• Your instructions
Would you repeat exactly the part of the listing below that runs from the line containing "fn main() ->" down to the line containing "let mut probing", inclusive, and nothing else?

• Entries supplied

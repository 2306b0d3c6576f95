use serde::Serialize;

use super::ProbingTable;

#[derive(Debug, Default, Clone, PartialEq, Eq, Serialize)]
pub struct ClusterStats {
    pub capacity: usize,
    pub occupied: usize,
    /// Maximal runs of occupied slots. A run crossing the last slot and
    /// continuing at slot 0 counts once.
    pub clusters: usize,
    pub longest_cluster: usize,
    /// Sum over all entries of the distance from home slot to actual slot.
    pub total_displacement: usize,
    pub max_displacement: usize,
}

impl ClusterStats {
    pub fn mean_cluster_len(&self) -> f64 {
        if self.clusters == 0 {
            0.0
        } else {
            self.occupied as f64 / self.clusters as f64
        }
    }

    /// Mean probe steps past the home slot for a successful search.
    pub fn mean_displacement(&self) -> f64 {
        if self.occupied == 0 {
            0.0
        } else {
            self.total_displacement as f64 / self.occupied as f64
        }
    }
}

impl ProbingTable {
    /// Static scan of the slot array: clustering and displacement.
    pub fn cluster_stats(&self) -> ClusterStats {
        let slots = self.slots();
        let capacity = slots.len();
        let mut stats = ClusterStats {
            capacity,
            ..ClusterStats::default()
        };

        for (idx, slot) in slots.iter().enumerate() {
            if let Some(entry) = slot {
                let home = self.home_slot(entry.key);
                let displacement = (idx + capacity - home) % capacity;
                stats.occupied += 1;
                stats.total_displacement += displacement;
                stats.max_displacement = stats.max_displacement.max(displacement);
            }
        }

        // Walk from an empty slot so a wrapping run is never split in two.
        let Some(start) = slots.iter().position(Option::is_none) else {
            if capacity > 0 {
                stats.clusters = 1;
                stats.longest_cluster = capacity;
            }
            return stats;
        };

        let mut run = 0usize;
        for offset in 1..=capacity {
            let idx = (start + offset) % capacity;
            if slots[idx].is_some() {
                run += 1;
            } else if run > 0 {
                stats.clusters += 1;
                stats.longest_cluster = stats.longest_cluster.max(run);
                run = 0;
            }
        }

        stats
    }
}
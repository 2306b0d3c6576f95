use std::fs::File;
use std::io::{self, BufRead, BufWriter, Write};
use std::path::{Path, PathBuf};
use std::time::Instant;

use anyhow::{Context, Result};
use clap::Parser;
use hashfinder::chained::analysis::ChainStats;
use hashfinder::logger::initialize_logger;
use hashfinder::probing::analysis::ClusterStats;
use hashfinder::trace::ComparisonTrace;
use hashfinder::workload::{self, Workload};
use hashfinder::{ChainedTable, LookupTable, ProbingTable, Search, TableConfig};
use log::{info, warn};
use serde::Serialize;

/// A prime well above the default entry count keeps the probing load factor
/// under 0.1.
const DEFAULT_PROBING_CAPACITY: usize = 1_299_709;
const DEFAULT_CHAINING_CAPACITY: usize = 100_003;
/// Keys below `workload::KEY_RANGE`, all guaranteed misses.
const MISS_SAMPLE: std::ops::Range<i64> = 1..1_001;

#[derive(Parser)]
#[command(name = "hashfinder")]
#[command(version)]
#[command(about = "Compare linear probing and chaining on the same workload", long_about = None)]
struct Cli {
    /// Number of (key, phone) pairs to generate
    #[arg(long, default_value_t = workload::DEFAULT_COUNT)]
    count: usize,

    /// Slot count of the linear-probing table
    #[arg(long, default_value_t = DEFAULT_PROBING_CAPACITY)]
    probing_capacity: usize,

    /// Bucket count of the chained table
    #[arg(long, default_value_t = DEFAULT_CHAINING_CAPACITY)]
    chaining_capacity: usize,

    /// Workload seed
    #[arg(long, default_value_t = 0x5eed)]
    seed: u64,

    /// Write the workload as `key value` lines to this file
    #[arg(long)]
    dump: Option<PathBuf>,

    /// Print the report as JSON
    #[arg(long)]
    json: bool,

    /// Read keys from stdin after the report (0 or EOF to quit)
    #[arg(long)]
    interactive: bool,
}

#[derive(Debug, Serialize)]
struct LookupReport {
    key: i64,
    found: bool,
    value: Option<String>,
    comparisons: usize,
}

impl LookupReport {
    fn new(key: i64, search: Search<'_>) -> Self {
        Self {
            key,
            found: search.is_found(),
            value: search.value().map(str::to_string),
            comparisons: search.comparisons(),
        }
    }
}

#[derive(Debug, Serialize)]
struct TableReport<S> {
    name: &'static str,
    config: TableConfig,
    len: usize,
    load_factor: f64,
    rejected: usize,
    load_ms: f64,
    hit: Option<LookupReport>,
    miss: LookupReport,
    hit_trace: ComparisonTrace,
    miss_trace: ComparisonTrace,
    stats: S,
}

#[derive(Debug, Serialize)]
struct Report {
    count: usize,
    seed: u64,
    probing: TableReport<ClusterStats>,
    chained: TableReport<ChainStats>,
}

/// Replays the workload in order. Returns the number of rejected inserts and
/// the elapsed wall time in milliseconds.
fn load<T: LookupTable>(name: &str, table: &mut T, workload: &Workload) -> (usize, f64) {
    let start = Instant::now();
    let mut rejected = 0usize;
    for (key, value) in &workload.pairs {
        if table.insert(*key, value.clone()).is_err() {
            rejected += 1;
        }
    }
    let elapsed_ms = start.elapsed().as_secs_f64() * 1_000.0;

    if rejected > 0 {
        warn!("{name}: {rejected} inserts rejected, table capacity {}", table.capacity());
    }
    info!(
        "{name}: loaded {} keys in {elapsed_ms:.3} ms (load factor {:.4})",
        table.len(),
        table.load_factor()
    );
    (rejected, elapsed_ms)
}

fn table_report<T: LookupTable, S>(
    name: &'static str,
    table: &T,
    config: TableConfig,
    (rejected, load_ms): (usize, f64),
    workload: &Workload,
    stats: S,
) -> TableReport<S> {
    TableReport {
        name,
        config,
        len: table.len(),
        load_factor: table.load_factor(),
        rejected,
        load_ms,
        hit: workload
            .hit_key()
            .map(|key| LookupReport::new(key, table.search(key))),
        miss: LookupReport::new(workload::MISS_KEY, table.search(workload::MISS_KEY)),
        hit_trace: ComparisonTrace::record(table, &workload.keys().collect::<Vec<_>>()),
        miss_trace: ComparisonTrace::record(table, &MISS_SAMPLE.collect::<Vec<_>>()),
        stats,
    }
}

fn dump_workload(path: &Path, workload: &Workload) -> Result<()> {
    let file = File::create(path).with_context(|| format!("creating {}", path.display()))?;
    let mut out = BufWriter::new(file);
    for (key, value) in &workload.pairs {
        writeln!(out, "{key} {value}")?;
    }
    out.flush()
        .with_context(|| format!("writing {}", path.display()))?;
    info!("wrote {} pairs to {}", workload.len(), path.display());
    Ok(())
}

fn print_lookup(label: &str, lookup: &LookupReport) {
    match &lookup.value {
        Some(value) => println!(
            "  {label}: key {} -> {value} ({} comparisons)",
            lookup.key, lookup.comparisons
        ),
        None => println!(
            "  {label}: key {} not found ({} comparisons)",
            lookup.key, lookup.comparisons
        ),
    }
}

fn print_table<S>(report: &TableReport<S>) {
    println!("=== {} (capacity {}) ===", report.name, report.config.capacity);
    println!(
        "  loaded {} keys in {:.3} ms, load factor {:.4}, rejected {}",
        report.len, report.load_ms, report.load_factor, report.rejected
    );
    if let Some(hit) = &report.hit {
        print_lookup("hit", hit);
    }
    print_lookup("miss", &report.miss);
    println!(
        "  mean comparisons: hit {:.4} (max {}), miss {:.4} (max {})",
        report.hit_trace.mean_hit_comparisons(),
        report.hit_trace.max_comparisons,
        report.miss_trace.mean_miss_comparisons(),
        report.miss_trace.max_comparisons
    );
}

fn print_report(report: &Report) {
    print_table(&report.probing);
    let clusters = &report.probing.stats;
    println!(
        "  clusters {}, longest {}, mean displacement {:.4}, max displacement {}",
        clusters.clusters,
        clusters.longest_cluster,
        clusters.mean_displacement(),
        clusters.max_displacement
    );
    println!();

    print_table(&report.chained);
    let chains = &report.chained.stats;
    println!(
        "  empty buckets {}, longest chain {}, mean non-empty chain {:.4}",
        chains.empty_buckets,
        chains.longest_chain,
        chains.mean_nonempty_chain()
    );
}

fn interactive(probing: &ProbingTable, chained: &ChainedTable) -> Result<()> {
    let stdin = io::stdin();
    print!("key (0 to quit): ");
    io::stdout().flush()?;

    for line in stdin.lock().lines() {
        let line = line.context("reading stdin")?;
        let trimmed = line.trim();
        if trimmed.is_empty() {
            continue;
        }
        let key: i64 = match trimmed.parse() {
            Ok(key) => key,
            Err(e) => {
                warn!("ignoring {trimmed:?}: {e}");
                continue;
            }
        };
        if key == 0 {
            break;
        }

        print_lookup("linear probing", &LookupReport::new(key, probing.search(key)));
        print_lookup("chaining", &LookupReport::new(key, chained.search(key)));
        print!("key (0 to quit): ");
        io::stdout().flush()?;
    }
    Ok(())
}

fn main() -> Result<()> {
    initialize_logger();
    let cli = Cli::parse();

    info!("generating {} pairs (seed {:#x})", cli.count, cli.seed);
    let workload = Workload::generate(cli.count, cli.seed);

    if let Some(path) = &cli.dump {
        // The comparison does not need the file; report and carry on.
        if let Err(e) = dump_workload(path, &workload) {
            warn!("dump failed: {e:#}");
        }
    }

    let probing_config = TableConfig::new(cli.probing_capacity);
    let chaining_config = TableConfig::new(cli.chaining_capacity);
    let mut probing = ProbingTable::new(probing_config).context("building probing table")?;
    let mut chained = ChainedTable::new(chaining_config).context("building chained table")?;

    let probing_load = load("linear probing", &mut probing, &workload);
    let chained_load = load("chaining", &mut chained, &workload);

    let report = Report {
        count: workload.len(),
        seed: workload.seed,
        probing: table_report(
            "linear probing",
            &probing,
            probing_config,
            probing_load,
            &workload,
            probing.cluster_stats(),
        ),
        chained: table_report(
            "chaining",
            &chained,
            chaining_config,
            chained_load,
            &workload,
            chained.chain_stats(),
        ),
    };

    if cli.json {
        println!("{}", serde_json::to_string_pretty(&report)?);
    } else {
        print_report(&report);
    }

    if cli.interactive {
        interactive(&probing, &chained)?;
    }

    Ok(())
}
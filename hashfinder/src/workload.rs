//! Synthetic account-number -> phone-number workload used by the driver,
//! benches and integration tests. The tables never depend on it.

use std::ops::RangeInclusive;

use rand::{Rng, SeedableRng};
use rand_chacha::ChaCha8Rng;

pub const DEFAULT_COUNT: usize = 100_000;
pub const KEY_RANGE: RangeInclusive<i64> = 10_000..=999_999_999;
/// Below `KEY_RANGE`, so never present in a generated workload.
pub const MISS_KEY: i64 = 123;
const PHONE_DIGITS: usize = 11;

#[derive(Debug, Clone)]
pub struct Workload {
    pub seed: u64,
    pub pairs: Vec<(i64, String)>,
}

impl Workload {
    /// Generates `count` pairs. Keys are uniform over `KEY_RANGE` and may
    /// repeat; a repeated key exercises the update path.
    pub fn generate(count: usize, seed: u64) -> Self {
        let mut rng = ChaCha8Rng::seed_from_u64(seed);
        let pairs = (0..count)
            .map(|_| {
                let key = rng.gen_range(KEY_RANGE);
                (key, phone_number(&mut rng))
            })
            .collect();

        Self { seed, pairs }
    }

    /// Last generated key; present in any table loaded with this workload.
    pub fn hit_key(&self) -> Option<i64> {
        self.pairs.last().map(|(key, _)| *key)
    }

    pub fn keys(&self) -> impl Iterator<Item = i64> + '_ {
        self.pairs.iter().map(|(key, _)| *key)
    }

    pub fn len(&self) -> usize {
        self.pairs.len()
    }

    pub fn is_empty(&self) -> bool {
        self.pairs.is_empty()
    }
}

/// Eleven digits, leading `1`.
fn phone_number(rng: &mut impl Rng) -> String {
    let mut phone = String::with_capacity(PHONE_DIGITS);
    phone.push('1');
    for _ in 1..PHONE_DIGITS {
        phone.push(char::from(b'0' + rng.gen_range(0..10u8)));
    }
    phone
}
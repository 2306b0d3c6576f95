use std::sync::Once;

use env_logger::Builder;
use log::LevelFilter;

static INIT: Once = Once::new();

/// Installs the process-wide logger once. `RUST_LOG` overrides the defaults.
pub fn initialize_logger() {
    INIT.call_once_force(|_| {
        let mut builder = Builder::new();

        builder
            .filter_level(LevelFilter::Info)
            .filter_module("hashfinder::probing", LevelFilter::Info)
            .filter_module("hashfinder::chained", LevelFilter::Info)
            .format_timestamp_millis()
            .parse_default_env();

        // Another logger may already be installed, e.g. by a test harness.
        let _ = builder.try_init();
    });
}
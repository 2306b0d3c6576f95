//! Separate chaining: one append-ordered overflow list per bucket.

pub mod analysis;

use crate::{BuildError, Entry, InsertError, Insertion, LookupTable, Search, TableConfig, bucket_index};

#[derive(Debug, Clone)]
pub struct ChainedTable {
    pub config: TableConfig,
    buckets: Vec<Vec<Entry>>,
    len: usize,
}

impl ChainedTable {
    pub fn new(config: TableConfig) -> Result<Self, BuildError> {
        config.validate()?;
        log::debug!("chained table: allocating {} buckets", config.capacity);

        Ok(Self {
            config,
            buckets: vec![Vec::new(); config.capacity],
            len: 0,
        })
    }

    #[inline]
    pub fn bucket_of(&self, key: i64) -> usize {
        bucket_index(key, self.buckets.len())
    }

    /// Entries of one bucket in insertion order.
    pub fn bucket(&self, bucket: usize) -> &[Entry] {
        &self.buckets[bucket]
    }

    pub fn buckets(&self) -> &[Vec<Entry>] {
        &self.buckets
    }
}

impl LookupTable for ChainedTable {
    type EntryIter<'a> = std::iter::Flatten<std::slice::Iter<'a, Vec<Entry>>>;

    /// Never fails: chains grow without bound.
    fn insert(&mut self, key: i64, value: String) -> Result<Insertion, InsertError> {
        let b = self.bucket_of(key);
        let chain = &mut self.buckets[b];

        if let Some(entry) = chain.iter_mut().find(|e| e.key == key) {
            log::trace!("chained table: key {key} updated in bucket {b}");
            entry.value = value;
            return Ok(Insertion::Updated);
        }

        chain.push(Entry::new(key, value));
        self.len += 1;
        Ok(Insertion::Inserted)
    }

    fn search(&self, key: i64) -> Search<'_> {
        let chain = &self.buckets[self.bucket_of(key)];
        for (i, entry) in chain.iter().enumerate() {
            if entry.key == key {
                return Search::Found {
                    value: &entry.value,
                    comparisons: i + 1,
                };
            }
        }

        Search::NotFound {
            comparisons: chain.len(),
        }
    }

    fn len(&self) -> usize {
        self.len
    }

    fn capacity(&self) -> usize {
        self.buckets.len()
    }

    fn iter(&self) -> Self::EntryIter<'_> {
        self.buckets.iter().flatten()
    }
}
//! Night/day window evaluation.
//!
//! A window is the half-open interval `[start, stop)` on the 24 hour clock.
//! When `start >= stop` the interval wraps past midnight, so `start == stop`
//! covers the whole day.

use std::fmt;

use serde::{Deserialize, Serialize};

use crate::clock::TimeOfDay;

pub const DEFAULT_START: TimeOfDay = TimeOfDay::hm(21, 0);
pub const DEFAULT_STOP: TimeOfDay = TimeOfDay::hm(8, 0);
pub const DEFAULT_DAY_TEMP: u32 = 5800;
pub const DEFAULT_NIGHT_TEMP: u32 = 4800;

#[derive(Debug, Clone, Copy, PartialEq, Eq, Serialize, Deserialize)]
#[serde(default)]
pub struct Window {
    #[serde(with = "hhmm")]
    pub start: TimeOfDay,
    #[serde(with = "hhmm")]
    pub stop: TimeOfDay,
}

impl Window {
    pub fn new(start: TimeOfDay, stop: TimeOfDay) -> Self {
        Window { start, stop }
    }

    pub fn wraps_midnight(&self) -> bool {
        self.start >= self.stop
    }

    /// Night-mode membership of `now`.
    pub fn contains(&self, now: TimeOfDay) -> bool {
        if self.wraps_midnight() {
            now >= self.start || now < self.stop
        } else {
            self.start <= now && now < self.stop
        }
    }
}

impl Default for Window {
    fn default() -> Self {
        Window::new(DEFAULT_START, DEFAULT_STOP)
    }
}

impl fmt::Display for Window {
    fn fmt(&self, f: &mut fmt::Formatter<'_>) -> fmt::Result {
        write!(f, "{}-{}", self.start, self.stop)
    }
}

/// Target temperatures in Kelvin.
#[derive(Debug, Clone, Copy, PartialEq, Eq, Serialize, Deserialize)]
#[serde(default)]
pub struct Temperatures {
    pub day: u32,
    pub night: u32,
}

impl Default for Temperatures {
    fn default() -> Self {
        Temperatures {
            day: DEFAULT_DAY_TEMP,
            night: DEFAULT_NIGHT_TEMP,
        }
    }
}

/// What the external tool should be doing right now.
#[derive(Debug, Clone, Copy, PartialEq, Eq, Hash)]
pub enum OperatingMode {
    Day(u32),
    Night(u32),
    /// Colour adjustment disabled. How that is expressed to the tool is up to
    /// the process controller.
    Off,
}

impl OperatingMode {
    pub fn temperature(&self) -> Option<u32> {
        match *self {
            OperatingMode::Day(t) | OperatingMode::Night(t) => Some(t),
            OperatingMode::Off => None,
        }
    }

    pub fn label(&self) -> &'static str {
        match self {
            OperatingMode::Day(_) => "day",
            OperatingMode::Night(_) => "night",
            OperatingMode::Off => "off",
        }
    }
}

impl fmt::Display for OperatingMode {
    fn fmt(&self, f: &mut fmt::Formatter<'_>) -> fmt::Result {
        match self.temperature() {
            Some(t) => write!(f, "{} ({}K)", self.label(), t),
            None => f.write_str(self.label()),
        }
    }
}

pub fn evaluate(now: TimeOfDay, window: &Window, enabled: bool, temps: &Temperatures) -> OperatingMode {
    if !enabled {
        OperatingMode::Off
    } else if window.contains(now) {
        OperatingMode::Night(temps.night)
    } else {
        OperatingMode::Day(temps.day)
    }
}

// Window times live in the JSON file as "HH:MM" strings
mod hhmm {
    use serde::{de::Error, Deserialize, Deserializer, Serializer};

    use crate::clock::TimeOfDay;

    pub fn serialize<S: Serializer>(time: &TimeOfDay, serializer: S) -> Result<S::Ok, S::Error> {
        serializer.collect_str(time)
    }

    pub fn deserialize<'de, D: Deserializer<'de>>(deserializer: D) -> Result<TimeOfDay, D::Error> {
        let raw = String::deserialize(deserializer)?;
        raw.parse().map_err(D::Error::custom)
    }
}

• Problem solution
fn main() -> Result<()> {
    initialize_logger();
    let cli = Cli::parse();

    info!("generating {} pairs (seed {:#x})", cli.count, cli.seed);
    let workload = Workload::generate(cli.count, cli.seed);

    if let Some(path) = &cli.dump {
        // The comparison does not need the file; report and carry on.
        if let Err(e) = dump_workload(path, &workload) {
            warn!("dump failed: {e:#}");
        }
    }

    let probing_config = TableConfig::new(cli.probing_capacity);
    let chaining_config = TableConfig::new(cli.chaining_capacity);
    let mut probing = ProbingTable::new(probing_config).context("building probing table")?;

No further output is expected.